_SOURCE MATERIAL_
---------------

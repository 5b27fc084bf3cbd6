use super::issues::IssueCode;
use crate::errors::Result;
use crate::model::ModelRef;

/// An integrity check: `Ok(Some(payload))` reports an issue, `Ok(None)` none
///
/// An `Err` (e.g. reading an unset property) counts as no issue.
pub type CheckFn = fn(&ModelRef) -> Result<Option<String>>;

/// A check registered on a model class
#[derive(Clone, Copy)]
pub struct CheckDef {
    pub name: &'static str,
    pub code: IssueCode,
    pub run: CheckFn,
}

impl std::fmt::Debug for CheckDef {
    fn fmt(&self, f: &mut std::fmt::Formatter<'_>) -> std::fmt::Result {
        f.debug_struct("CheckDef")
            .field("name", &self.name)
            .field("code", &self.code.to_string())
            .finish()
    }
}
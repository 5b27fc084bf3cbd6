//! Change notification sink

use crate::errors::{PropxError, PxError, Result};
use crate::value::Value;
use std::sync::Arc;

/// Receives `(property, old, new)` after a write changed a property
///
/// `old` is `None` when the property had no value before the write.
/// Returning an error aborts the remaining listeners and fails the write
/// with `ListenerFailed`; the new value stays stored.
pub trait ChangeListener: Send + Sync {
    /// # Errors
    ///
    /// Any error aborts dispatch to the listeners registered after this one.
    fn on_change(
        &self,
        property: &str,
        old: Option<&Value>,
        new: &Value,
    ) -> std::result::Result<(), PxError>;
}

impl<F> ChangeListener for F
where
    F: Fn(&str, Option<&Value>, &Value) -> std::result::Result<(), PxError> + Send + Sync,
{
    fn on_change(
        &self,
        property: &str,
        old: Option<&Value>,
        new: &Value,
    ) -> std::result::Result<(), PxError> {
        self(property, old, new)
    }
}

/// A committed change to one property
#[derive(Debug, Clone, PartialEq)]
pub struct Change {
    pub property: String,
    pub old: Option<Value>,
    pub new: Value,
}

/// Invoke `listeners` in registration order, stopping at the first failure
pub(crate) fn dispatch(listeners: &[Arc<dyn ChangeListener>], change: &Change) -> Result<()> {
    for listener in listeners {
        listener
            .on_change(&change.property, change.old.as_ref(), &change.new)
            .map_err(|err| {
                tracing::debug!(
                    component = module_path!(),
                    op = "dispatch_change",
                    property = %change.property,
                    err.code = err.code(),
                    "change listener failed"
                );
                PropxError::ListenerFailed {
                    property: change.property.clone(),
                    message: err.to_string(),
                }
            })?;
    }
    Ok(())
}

---------------

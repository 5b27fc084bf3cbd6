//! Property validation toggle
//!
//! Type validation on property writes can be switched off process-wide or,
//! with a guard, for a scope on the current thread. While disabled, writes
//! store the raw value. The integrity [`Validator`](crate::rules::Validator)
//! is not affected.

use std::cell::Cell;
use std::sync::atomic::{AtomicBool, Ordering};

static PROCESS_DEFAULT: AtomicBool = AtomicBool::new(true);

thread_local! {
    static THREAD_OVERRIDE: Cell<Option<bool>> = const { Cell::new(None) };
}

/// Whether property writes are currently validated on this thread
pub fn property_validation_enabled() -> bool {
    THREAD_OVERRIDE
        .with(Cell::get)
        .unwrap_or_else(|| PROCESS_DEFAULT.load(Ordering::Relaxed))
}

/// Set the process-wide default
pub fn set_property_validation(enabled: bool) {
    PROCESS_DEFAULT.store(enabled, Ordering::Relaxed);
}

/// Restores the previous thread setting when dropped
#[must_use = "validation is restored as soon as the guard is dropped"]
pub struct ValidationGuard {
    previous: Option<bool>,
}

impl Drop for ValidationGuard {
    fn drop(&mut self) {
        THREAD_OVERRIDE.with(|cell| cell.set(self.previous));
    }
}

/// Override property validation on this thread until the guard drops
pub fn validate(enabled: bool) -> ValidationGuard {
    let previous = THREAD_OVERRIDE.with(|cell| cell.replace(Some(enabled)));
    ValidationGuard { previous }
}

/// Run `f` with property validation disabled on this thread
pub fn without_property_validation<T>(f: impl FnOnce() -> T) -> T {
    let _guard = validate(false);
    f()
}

---------------

_TASK ITEM_
The answer must be a single number: the count of lines in the records above that contain the word "Result".

_EXPECTED ANSWER_
8